WHAT IS BEING ASKED –
Write out every line below that includes the word "PlaybackEngine".

MATERIAL PROVIDED –
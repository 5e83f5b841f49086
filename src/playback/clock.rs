use chrono::Utc;
#[cfg(test)]
use std::sync::atomic::{AtomicI64, Ordering};
#[cfg(test)]
use std::sync::Arc;
use std::time::Instant;

/// Source of wall-clock time for playback, in integer milliseconds
pub trait PlaybackClock: Send + Sync {
    fn now_millis(&self) -> i64;
}

/// Monotonic clock expressed as UTC epoch milliseconds.
///
/// The UTC reading is taken once at construction; after that time only moves
/// forward with `Instant`, so system clock steps never reach playback.
#[derive(Debug, Clone, Copy)]
pub struct SystemClock {
    epoch_millis: i64,
    started: Instant,
}

impl SystemClock {
    pub fn new() -> Self {
        Self {
            epoch_millis: Utc::now().timestamp_millis(),
            started: Instant::now(),
        }
    }
}

impl Default for SystemClock {
    fn default() -> Self {
        Self::new()
    }
}

impl PlaybackClock for SystemClock {
    fn now_millis(&self) -> i64 {
        let elapsed = i64::try_from(self.started.elapsed().as_millis()).unwrap_or(i64::MAX);
        self.epoch_millis.saturating_add(elapsed)
    }
}

/// Clock that only moves when told to.
///
/// Clones share the same instant, so a test can keep one handle and give
/// another to the code under test.
#[cfg(test)]
#[derive(Debug, Clone, Default)]
pub struct ManualClock {
    now: Arc<AtomicI64>,
}

#[cfg(test)]
impl ManualClock {
    pub fn new(start_millis: i64) -> Self {
        Self {
            now: Arc::new(AtomicI64::new(start_millis)),
        }
    }

    pub fn advance(&self, millis: i64) {
        self.now.fetch_add(millis, Ordering::SeqCst);
    }

    pub fn set(&self, millis: i64) {
        self.now.store(millis, Ordering::SeqCst);
    }
}

#[cfg(test)]
impl PlaybackClock for ManualClock {
    fn now_millis(&self) -> i64 {
        self.now.load(Ordering::SeqCst)
    }
}
use super::{validate_speed, ClientCommand, SessionError, SessionId, SwitchProviderRequest};
use crate::core::{FlightSnapshot, NavPoint};
use crate::input::{is_valid_flight_name, FlightLibrary};
use crate::playback::{PlaybackClock, PlaybackEngine};
use crate::provider::{FlightDataProvider, ProviderKind, SimulatedFlight};
use std::collections::HashMap;
use std::sync::atomic::{AtomicU64, Ordering};
use std::sync::Arc;
use std::time::Duration;
use tokio::sync::mpsc::error::TrySendError;
use tokio::sync::{mpsc, Mutex};
use tokio::time::MissedTickBehavior;
use tracing::{debug, info, trace};

/// A provider owned by exactly one session. The mutex serializes the
/// heartbeat with that session's own commands.
type SharedProvider = Arc<Mutex<Box<dyn FlightDataProvider>>>;

const STATS_LOG_EVERY: u64 = 1200;

struct SessionEntry {
    outbound: mpsc::Sender<FlightSnapshot>,
    provider: Option<SharedProvider>,
}

#[derive(Default)]
pub struct CoordinatorStats {
    pub snapshots_sent: AtomicU64,
    pub snapshots_dropped: AtomicU64,
    pub heartbeats: AtomicU64,
}

/// Owns every session's provider and drives them from one heartbeat
pub struct SessionCoordinator {
    sessions: Mutex<HashMap<SessionId, SessionEntry>>,
    library: Arc<dyn FlightLibrary>,
    clock: Arc<dyn PlaybackClock>,
    /// Heartbeat period, also the simulated time step
    tick_interval: Duration,
    next_id: AtomicU64,
    stats: CoordinatorStats,
}

impl SessionCoordinator {
    pub fn new(
        library: Arc<dyn FlightLibrary>,
        clock: Arc<dyn PlaybackClock>,
        tick_interval: Duration,
    ) -> Self {
        Self {
            sessions: Mutex::new(HashMap::new()),
            library,
            clock,
            tick_interval,
            next_id: AtomicU64::new(1),
            stats: CoordinatorStats::default(),
        }
    }

    pub fn next_session_id(&self) -> SessionId {
        SessionId(self.next_id.fetch_add(1, Ordering::SeqCst))
    }

    pub fn library(&self) -> &Arc<dyn FlightLibrary> {
        &self.library
    }

    #[cfg(test)]
    pub fn stats(&self) -> &CoordinatorStats {
        &self.stats
    }

    /// Start tracking a connected client. It gets snapshots once it picks a provider.
    pub async fn register(&self, id: SessionId, outbound: mpsc::Sender<FlightSnapshot>) {
        self.sessions.lock().await.insert(
            id,
            SessionEntry {
                outbound,
                provider: None,
            },
        );
        info!("{} connected", id);
    }

    /// Forget a client. Returns whether it was known.
    pub async fn disconnect(&self, id: SessionId) -> bool {
        let removed = self.sessions.lock().await.remove(&id).is_some();
        if removed {
            info!("{} disconnected", id);
        }
        removed
    }

    #[cfg(test)]
    pub async fn session_count(&self) -> usize {
        self.sessions.lock().await.len()
    }

    /// Build a new provider for the session and swap it in.
    ///
    /// The flight is loaded and the requested pause/speed applied before the
    /// provider is published, without holding any session lock.
    pub async fn switch_provider(
        &self,
        id: SessionId,
        request: SwitchProviderRequest,
    ) -> Result<ProviderKind, SessionError> {
        if !self.sessions.lock().await.contains_key(&id) {
            return Err(SessionError::UnknownSession(id));
        }
        let speed = request.speed.map(validate_speed).transpose()?;

        let mut provider: Box<dyn FlightDataProvider> = match request.kind {
            ProviderKind::Simulated => Box::new(SimulatedFlight::new(
                self.clock.now_millis(),
                self.tick_interval,
            )),
            ProviderKind::Recorded => {
                let mut engine = PlaybackEngine::new(self.clock.clone());
                if let Some(name) = request.file_name.as_deref() {
                    if !is_valid_flight_name(name) {
                        return Err(SessionError::InvalidFileName(name.to_string()));
                    }
                    let loaded = self.library.load_flight(name).await;
                    engine.initialize_loaded(name, loaded);
                }
                Box::new(engine)
            }
        };

        if let Some(paused) = request.paused {
            provider.set_paused(paused);
        }
        if let Some(speed) = speed {
            provider.set_speed_multiplier(speed);
        }

        let kind = provider.kind();
        let mut sessions = self.sessions.lock().await;
        let entry = sessions
            .get_mut(&id)
            .ok_or(SessionError::UnknownSession(id))?;
        entry.provider = Some(Arc::new(Mutex::new(provider)));

        info!(
            "{} switched to {:?} provider{}",
            id,
            kind,
            request
                .file_name
                .map(|name| format!(" ({})", name))
                .unwrap_or_default()
        );
        Ok(kind)
    }

    pub async fn set_paused(&self, id: SessionId, paused: bool) -> Result<(), SessionError> {
        self.with_provider(id, |p| p.set_paused(paused)).await
    }

    pub async fn set_speed(&self, id: SessionId, speed: f64) -> Result<(), SessionError> {
        let speed = validate_speed(speed)?;
        self.with_provider(id, |p| p.set_speed_multiplier(speed)).await
    }

    pub async fn seek(&self, id: SessionId, percentage: f64) -> Result<(), SessionError> {
        self.with_provider(id, |p| {
            p.seek(percentage);
            if let Some(progress) = p.progress() {
                debug!(
                    "{} now at sample {} of {}",
                    id, progress.current_index, progress.total_samples
                );
            }
        })
        .await
    }

    pub async fn reset(&self, id: SessionId) -> Result<(), SessionError> {
        self.with_provider(id, |p| p.reset()).await
    }

    pub async fn update_flight_plan(
        &self,
        id: SessionId,
        waypoints: Vec<NavPoint>,
    ) -> Result<(), SessionError> {
        self.with_provider(id, |p| {
            p.update_flight_plan(waypoints);
            info!("{} flight plan holds {} waypoints", id, p.flight_plan().len());
        })
        .await
    }

    /// Apply a parsed client command to its session
    pub async fn handle_command(&self, id: SessionId, command: ClientCommand) -> Result<(), SessionError> {
        match command {
            ClientCommand::SwitchProvider(request) => self.switch_provider(id, request).await.map(|_| ()),
            ClientCommand::Pause { paused } => self.set_paused(id, paused).await,
            ClientCommand::Speed { speed } => self.set_speed(id, speed).await,
            ClientCommand::Seek { percentage } => self.seek(id, percentage).await,
            ClientCommand::Reset => self.reset(id).await,
            ClientCommand::FlightPlan { waypoints } => self.update_flight_plan(id, waypoints).await,
        }
    }

    /// One heartbeat: tick every provider and push its snapshot to its own
    /// session. Returns the number of snapshots delivered.
    pub async fn broadcast(&self) -> usize {
        self.stats.heartbeats.fetch_add(1, Ordering::Relaxed);

        let active: Vec<(SessionId, SharedProvider, mpsc::Sender<FlightSnapshot>)> = {
            let sessions = self.sessions.lock().await;
            sessions
                .iter()
                .filter_map(|(id, entry)| {
                    entry
                        .provider
                        .as_ref()
                        .map(|p| (*id, p.clone(), entry.outbound.clone()))
                })
                .collect()
        };

        let mut delivered = 0;
        for (id, provider, outbound) in active {
            let snapshot = {
                let mut provider = provider.lock().await;
                provider.tick();
                provider.current_snapshot()
            };

            let Some(snapshot) = snapshot else {
                continue;
            };

            match outbound.try_send(snapshot) {
                Ok(()) => {
                    delivered += 1;
                    self.stats.snapshots_sent.fetch_add(1, Ordering::Relaxed);
                }
                Err(TrySendError::Full(_)) => {
                    trace!("{} is not keeping up, dropping snapshot", id);
                    self.stats.snapshots_dropped.fetch_add(1, Ordering::Relaxed);
                }
                Err(TrySendError::Closed(_)) => {
                    debug!("{} outbound channel closed", id);
                }
            }
        }

        delivered
    }

    /// Run the heartbeat forever at the configured interval
    pub async fn run_heartbeat(self: Arc<Self>) {
        let mut interval = tokio::time::interval(self.tick_interval);
        interval.set_missed_tick_behavior(MissedTickBehavior::Skip);
        info!("Heartbeat started every {:?}", self.tick_interval);

        loop {
            interval.tick().await;
            self.broadcast().await;

            let heartbeats = self.stats.heartbeats.load(Ordering::Relaxed);
            if heartbeats % STATS_LOG_EVERY == 0 {
                debug!(
                    "Heartbeat {}: {} snapshots sent, {} dropped",
                    heartbeats,
                    self.stats.snapshots_sent.load(Ordering::Relaxed),
                    self.stats.snapshots_dropped.load(Ordering::Relaxed)
                );
            }
        }
    }

    /// Run `f` against the session's provider under its lock.
    ///
    /// A session that has not picked a provider yet ignores the command.
    async fn with_provider<F>(&self, id: SessionId, f: F) -> Result<(), SessionError>
    where
        F: FnOnce(&mut dyn FlightDataProvider),
    {
        let provider = {
            let sessions = self.sessions.lock().await;
            let entry = sessions.get(&id).ok_or(SessionError::UnknownSession(id))?;
            entry.provider.clone()
        };

        match provider {
            Some(provider) => {
                let mut provider = provider.lock().await;
                f(&mut **provider);
            }
            None => debug!("{} has no provider yet, ignoring command", id),
        }
        Ok(())
    }
}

REPLY TO THE TASK –
use crate::playback::{PlaybackClock, PlaybackEngine};
                let mut engine = PlaybackEngine::new(self.clock.clone());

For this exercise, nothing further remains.